As a beginner photographer, I had two good friends who also loved taking photos and were more experienced than I was. Going out together with our cameras was a huge inspirational time for me. I could watch them and ask questions about how they were taking their photos.
Later, when we would talk together about the photos we’d taken I was able to learn even more about the process.
Talking with photographers who have less experience is an opportunity to inspire others. Teaching someone else what you know will often reveal more about what you don’t know. Use this experience as inspiration to grow as a photographer.
How To Meet Photography Friends
When you own a camera there are many new ways you can make friends.
Build on friendships you already have with other camera owners. Get to know them better by connecting with them through your common interest in photography. Share about what you enjoy and encourage them to do the same.
Plan to go out together to take photos. Arrange for a small group of friends to meet somewhere with the purpose of taking photos together. This is a great way to build relationships with people you already know.
Participating in a common activity can bring out the best in many photographers. I prefer a non-competitive environment where friends are encouraging and positive about sharing what you do and how you do it.
Having some purpose to a planned photograph season and some guidelines can help people come together. This is a helpful way to develop new friendships through photography.
When you get together with friends to take photos, choose a topic or theme to work on. Having a unified purpose will help you continue in a positive direction.
Camera Clubs and Meetups
Look for camera clubs and Meetups in your area. Many communities have regular gatherings of photographers who love getting together. Depending on where you live there may be various options for clubs or meetups you could join.

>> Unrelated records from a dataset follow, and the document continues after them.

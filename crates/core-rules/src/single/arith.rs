//! Arithmetic, comparison, mask and shift peepholes.

use core_line::{Disp, Instr, Line, Operand, Size};

use crate::RuleCtx;

fn quick_target_ok(op: &Operand) -> bool {
    match op {
        Operand::Data(_) | Operand::Addr(_) => true,
        Operand::Indirect(_)
        | Operand::PostInc(_)
        | Operand::PreDec(_)
        | Operand::Disp { .. }
        | Operand::Index { .. }
        | Operand::Abs(_) => true,
        _ => false,
    }
}

/// `add/sub #1..8` (any spelling) -> `addq`/`subq`; negated immediates
/// flip the opcode.
pub fn quick_arithmetic(ins: &Instr, _ctx: &mut RuleCtx<'_>) -> Option<Vec<Line>> {
    let add = match ins.op.as_str() {
        "add" | "addi" | "adda" => true,
        "sub" | "subi" | "suba" => false,
        _ => return None,
    };
    let size = ins.size?;
    let value = match ins.operand(0)? {
        Operand::Imm(Disp::Num(v)) => *v,
        _ => return None,
    };
    let dst = ins.operand(1)?;
    if !quick_target_ok(dst) {
        return None;
    }
    let (op, magnitude) = if (1..=8).contains(&value) {
        (if add { "addq" } else { "subq" }, value)
    } else if (-8..=-1).contains(&value) {
        (if add { "subq" } else { "addq" }, -value)
    } else {
        return None;
    };
    Some(vec![Line::new(format!(
        "{op}.{} #{magnitude},{}",
        size.suffix(),
        ins.raw[1]
    ))])
}

/// `addq.l/subq.l #v,aN` -> `.w`: word operations on an address register
/// still update all 32 bits (the operand is sign-extended), so the shrink
/// is safe there; gated regardless, loop counters being the intended use.
pub fn quick_to_word_on_addr(ins: &Instr, ctx: &mut RuleCtx<'_>) -> Option<Vec<Line>> {
    if !ctx.cfg.use_replace_addql_subql_by_addqw_subqw {
        return None;
    }
    if ins.op != "addq" && ins.op != "subq" {
        return None;
    }
    if ins.size != Some(Size::Long) {
        return None;
    }
    match ins.operand(1)? {
        Operand::Addr(_) => {}
        _ => return None,
    }
    Some(vec![Line::new(format!(
        "{}.w {},{}",
        ins.op, ins.raw[0], ins.raw[1]
    ))])
}

/// `cmp #0,X` -> `tst X`. Not for address registers (the 68000 has no
/// `tst aN`) and not for pc-relative sources.
pub fn compare_zero_to_tst(ins: &Instr, _ctx: &mut RuleCtx<'_>) -> Option<Vec<Line>> {
    if ins.op != "cmp" && ins.op != "cmpi" {
        return None;
    }
    let size = ins.size?;
    match ins.operand(0)? {
        Operand::Imm(Disp::Num(0)) => {}
        _ => return None,
    }
    match ins.operand(1)? {
        Operand::Data(_)
        | Operand::Indirect(_)
        | Operand::PostInc(_)
        | Operand::PreDec(_)
        | Operand::Disp { .. }
        | Operand::Index { .. }
        | Operand::Abs(_) => {}
        _ => return None,
    }
    Some(vec![Line::new(format!(
        "tst.{} {}",
        size.suffix(),
        ins.raw[1]
    ))])
}

/// Single-bit masks: `and.l` with one cleared bit -> `bclr`, `or.l` with
/// one set bit -> `bset`, `eor.l` -> `bchg`. The bit instructions set Z
/// from the old bit, so CCR differs from the logical forms.
pub fn single_bit_mask(ins: &Instr, _ctx: &mut RuleCtx<'_>) -> Option<Vec<Line>> {
    if ins.size != Some(Size::Long) {
        return None;
    }
    let value = match ins.operand(0)? {
        Operand::Imm(Disp::Num(v)) => *v,
        _ => return None,
    };
    let reg = match ins.operand(1)? {
        Operand::Data(r) => *r,
        _ => return None,
    };
    let mask = (value as u32) as u64;
    let (op, bit) = match ins.op.as_str() {
        "and" | "andi" => {
            let cleared = !mask & 0xFFFF_FFFF;
            if cleared.count_ones() != 1 {
                return None;
            }
            ("bclr", cleared.trailing_zeros())
        }
        "or" | "ori" => {
            if mask.count_ones() != 1 {
                return None;
            }
            ("bset", mask.trailing_zeros())
        }
        "eor" | "eori" => {
            if mask.count_ones() != 1 {
                return None;
            }
            ("bchg", mask.trailing_zeros())
        }
        _ => return None,
    };
    Some(vec![Line::new(format!("{op} #{bit},{}", reg.name()))])
}

/// Shift-by-16 lowerings on data registers: the halves can be moved with
/// `swap` instead of iterating the shifter.
pub fn shift_by_sixteen(ins: &Instr, _ctx: &mut RuleCtx<'_>) -> Option<Vec<Line>> {
    if ins.size != Some(Size::Long) {
        return None;
    }
    match ins.operand(0)? {
        Operand::Imm(Disp::Num(16)) => {}
        _ => return None,
    }
    let reg = match ins.operand(1)? {
        Operand::Data(r) => *r,
        _ => return None,
    };
    let name = reg.name();
    let lines = match ins.op.as_str() {
        "lsl" | "asl" => vec![
            Line::new(format!("swap {name}")),
            Line::new(format!("clr.w {name}")),
        ],
        "lsr" => vec![
            Line::new(format!("clr.w {name}")),
            Line::new(format!("swap {name}")),
        ],
        "asr" => vec![
            Line::new(format!("swap {name}")),
            Line::new(format!("ext.l {name}")),
        ],
        _ => return None,
    };
    Some(lines)
}

#[cfg(test)]
mod tests {
    use super::*;
    use core_config::OptimizerConfig;
    use core_flow::DeclaredFunctions;
    use core_line::AsmBuf;

    fn apply(
        rule: fn(&Instr, &mut RuleCtx<'_>) -> Option<Vec<Line>>,
        text: &str,
    ) -> Option<Vec<String>> {
        let mut buf = AsmBuf::load(vec![Line::new(text)]);
        buf.set_cursor(1);
        let cfg = OptimizerConfig::default();
        let funcs = DeclaredFunctions::default();
        let mut ctx = RuleCtx {
            buf: &mut buf,
            cfg: &cfg,
            funcs: &funcs,
        };
        let ins = ctx.buf.line(0).instr()?;
        rule(&ins, &mut ctx).map(|ls| ls.into_iter().map(|l| l.text().to_string()).collect())
    }

    #[test]
    fn quick_forms() {
        assert_eq!(
            apply(quick_arithmetic, "add.l #4,%d0"),
            Some(vec!["addq.l #4,%d0".to_string()])
        );
        assert_eq!(
            apply(quick_arithmetic, "sub.w #-3,%d1"),
            Some(vec!["addq.w #3,%d1".to_string()])
        );
        assert_eq!(apply(quick_arithmetic, "add.l #9,%d0"), None);
    }

    #[test]
    fn tst_rewrite() {
        assert_eq!(
            apply(compare_zero_to_tst, "cmp.l #0,%d3"),
            Some(vec!["tst.l %d3".to_string()])
        );
        assert_eq!(apply(compare_zero_to_tst, "cmp.l #0,%a3"), None);
        assert_eq!(apply(compare_zero_to_tst, "cmp.l #1,%d3"), None);
    }

    #[test]
    fn mask_rewrites() {
        assert_eq!(
            apply(single_bit_mask, "and.l #-3,%d0"),
            Some(vec!["bclr #1,%d0".to_string()])
        );
        assert_eq!(
            apply(single_bit_mask, "or.l #8,%d0"),
            Some(vec!["bset #3,%d0".to_string()])
        );
        assert_eq!(
            apply(single_bit_mask, "eor.l #16,%d0"),
            Some(vec!["bchg #4,%d0".to_string()])
        );
        assert_eq!(apply(single_bit_mask, "and.l #-4,%d0"), None);
    }

    #[test]
    fn shift_lowerings() {
        assert_eq!(
            apply(shift_by_sixteen, "lsl.l #16,%d0"),
            Some(vec!["swap %d0".to_string(), "clr.w %d0".to_string()])
        );
        assert_eq!(
            apply(shift_by_sixteen, "lsr.l #16,%d0"),
            Some(vec!["clr.w %d0".to_string(), "swap %d0".to_string()])
        );
        assert_eq!(
            apply(shift_by_sixteen, "asr.l #16,%d0"),
            Some(vec!["swap %d0".to_string(), "ext.l %d0".to_string()])
        );
        assert_eq!(apply(shift_by_sixteen, "lsl.l #8,%d0"), None);
    }
}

Visit as many as you care to once or twice to get a feel for the type of group it is. In some groups the conversation can be very camera-centric. Other times the environment is super competitive. If you can’t find a group you feel comfortable with or like the style of, you can always start your own.
Jumping online is about the easiest way to find photography groups. Search for photography clubs, groups, societies, or meetups in your local area. Go along, join in, get to know people. In no time at all, you are sure to find other like-minded photographers who enjoy taking photos of the same subjects you do.
Participate in Online Groups
There are so many ways to build online friendships with other photographers.
Social media platforms offer diverse opportunities for you to meet others with the same passion. You may not be able to ever meet them in person or go out together taking photos, but don’t let this hinder you. Building online relationships with other photographers is a factor of the modern world we live in.
The key is to find an online community you feel safe and confident with. Be involved. Share your photos. Ask questions. Read a lot. Leave comments. The more you begin to interact, the more likely it is others will connect with you.
Join our PhotographyCourse.net Facebook Group. We have a vibrant and growing group that’ positively focused and very well moderated. It’s a great place to come and share your photography and meet others from all around the world with a similar passion.
Start Making New Photographer Friends Today
Making new friends takes some effort. For shy people, it’s always more of a challenge.
Start by having photography focused conversations with other people you know who have cameras. It’s not difficult to build a conversation with someone when you know what they enjoy is the same as you.
Find groups, either local or online. Become a part of a group, or a few. Seek out other like minded people. Do you love talking about your camera? Find others who do too. Do you prefer to not talk so much, but just go out together and take photos? Then find others who prefer this type of interaction.
Work at finding photographer friends and I am sure you’ll be surprised at how easy and how beneficial it is.